PROVIDED RECORDS
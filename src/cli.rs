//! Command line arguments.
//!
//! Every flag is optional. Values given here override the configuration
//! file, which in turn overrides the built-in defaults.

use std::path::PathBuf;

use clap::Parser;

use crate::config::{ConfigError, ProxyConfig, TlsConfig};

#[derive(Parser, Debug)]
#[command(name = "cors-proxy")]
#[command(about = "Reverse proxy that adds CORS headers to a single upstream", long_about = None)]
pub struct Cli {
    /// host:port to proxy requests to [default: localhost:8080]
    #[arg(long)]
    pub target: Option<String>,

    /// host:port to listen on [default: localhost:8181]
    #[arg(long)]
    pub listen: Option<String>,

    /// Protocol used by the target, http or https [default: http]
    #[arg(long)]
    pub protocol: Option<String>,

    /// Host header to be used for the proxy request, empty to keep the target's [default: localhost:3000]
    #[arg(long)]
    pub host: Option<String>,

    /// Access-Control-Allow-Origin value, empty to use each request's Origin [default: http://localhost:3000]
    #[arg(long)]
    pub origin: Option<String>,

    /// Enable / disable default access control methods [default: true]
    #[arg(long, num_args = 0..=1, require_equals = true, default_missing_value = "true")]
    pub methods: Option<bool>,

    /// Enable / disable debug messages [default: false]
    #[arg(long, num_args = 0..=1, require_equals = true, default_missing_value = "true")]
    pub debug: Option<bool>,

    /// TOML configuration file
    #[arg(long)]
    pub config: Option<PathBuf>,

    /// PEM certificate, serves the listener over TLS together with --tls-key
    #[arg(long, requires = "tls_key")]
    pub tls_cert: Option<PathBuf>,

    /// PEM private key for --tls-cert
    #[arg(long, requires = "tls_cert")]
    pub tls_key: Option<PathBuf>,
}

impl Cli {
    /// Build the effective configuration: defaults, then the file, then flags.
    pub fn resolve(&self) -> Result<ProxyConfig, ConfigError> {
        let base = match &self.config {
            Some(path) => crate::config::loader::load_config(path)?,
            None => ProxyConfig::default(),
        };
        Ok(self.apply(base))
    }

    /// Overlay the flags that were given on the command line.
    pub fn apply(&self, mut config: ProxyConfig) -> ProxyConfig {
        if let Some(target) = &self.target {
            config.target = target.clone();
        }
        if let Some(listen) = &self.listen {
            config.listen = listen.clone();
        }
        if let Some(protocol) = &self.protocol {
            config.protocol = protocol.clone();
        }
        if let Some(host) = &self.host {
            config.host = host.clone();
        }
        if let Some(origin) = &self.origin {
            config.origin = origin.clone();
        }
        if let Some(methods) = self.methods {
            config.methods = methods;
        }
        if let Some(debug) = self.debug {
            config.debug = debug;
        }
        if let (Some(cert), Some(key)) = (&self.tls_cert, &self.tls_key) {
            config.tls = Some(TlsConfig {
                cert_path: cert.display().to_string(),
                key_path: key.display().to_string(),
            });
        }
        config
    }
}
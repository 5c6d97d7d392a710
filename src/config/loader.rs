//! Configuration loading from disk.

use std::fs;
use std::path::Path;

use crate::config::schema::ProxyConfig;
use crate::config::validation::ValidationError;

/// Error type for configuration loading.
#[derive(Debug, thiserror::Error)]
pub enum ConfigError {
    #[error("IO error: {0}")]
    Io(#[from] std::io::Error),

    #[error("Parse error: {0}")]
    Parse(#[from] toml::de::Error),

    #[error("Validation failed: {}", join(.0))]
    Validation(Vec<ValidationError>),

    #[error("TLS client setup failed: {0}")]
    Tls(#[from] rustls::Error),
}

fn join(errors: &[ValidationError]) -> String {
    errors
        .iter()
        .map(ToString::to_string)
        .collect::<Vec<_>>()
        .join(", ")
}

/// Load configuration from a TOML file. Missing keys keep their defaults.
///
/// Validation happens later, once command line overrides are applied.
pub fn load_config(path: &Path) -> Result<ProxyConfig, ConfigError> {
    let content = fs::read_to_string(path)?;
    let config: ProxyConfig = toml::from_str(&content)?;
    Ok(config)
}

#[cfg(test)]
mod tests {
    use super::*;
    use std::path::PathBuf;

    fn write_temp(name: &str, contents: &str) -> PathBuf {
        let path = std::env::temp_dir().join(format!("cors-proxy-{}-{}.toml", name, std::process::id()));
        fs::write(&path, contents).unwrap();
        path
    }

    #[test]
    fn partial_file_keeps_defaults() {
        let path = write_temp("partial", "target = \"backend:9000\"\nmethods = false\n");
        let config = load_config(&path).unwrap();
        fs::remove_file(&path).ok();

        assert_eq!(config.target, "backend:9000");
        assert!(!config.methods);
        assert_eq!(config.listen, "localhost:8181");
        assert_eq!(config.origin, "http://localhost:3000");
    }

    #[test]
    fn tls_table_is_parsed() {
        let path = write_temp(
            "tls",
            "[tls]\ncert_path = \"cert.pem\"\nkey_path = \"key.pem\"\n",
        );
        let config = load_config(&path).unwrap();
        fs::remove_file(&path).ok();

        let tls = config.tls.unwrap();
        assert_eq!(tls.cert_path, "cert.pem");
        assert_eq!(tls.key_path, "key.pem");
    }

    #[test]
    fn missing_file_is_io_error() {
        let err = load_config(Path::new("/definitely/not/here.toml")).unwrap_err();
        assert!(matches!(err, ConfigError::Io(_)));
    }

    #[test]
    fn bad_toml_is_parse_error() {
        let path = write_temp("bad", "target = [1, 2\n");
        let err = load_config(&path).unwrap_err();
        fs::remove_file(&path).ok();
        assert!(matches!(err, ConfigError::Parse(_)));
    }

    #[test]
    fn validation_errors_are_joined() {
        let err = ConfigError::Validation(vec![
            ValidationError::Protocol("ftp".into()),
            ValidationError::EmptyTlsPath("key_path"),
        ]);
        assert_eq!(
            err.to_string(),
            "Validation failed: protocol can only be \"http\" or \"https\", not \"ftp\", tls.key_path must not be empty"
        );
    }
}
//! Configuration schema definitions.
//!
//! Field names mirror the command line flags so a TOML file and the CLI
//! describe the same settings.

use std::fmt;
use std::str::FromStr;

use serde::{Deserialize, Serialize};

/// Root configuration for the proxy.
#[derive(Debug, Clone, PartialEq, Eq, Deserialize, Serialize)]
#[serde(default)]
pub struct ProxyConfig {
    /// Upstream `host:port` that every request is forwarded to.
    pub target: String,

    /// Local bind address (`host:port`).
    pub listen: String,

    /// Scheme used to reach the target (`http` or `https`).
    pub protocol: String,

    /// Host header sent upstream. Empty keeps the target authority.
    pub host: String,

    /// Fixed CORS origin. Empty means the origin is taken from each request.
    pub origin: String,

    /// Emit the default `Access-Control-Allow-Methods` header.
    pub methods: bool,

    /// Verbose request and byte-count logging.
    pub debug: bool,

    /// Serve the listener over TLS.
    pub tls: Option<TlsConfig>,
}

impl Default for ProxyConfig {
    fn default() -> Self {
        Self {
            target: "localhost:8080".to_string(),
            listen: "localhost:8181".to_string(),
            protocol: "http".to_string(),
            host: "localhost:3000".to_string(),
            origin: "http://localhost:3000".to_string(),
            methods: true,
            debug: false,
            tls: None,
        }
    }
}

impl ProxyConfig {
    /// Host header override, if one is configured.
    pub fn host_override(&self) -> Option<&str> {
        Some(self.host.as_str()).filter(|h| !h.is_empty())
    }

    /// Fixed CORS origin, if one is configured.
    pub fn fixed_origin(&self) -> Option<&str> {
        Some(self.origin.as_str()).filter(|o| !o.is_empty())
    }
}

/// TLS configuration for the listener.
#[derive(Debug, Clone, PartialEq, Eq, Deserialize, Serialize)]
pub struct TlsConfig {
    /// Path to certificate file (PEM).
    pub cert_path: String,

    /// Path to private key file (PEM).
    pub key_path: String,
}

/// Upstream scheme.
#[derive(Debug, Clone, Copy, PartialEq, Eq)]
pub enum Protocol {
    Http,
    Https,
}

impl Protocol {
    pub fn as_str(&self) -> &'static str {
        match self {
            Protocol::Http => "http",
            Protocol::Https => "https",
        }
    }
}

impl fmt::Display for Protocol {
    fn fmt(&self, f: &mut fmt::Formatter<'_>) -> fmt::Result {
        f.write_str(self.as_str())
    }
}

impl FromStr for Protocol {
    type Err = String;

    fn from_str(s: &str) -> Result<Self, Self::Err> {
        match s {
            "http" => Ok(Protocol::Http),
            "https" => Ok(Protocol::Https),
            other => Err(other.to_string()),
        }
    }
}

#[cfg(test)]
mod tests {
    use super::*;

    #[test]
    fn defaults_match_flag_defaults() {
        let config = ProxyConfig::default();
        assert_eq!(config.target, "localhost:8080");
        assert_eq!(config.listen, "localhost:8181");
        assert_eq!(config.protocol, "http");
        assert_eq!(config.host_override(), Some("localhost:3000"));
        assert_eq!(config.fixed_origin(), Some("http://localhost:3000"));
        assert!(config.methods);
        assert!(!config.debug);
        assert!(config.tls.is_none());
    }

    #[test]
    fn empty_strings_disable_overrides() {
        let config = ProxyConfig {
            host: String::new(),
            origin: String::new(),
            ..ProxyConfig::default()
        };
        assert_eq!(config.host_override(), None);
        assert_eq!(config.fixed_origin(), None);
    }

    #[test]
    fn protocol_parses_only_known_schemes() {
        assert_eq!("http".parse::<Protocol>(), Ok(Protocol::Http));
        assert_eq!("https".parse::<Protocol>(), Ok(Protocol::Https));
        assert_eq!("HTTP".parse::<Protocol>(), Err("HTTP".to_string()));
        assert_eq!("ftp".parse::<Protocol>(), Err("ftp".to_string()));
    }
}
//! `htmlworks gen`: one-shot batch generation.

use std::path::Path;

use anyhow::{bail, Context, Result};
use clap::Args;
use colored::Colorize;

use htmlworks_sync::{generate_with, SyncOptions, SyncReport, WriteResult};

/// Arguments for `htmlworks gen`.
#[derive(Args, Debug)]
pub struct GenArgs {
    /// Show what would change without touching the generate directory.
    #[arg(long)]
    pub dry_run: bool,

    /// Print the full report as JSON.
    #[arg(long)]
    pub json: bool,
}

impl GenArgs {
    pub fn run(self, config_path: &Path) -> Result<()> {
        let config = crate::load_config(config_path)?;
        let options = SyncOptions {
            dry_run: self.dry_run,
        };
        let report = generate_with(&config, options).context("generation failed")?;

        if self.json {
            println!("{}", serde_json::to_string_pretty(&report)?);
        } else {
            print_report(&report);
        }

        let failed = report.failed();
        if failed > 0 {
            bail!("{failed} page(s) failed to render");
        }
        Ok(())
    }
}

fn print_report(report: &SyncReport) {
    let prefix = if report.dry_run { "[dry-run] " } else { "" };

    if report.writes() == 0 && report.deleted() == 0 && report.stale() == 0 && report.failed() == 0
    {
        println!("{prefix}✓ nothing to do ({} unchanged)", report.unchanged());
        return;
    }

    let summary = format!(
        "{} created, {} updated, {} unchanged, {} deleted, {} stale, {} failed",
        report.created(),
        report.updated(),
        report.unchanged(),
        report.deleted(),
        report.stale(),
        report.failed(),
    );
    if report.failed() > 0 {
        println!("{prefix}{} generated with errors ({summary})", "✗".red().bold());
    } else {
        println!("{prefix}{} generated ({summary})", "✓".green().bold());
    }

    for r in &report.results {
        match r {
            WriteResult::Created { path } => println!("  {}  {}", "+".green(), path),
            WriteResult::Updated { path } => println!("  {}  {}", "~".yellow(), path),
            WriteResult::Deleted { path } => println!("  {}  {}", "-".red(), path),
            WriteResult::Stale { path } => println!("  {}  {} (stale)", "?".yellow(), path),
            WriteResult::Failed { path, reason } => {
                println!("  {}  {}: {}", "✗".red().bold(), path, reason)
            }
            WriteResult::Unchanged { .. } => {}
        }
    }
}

...

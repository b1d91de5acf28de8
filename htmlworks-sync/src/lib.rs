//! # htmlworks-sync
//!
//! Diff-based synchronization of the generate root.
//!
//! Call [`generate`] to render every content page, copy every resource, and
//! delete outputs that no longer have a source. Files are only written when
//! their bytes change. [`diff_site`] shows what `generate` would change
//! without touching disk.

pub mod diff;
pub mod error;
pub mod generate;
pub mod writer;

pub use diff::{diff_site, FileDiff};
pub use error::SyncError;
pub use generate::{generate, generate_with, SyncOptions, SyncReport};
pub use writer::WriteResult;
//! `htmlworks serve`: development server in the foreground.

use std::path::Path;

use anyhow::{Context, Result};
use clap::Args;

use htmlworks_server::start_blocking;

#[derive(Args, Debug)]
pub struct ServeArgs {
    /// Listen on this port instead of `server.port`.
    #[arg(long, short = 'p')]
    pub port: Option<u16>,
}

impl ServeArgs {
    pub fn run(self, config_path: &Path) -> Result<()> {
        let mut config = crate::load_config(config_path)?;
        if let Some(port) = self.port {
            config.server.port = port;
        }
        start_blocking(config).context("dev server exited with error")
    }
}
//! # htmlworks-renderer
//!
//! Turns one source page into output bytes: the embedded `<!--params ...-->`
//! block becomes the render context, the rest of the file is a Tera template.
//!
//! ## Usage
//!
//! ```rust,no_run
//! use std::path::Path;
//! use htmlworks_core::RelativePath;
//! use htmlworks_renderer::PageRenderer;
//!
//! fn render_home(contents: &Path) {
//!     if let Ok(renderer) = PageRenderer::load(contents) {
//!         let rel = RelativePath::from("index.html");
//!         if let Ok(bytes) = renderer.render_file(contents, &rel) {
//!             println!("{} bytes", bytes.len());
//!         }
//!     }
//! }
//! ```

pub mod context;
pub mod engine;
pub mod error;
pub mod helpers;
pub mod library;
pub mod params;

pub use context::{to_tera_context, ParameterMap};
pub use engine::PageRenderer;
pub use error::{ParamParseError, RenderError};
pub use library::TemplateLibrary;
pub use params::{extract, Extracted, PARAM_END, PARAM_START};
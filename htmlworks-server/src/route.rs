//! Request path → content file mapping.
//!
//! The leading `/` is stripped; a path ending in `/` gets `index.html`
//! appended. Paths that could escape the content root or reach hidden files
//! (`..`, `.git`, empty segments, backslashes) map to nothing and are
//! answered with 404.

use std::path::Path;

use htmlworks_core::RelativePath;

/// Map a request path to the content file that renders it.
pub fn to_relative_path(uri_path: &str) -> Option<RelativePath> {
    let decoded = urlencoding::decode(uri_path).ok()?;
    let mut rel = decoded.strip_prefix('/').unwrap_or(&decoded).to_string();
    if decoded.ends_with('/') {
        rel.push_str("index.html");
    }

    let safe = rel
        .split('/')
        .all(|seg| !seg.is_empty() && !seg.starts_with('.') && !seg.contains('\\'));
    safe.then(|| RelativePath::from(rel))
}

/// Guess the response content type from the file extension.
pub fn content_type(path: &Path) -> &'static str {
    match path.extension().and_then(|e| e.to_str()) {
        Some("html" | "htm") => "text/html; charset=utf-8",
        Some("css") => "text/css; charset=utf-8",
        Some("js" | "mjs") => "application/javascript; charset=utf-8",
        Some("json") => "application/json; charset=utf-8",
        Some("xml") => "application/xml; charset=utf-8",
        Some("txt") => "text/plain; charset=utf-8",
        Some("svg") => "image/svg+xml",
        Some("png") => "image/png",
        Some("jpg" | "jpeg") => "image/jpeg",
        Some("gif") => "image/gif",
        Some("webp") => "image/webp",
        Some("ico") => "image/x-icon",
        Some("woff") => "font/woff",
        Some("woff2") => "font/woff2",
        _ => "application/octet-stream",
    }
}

TASK OBJECTIVE
Tally the lines of the listing that contain "true" and give the tally alone.

RESPONSE TO THE TASK
4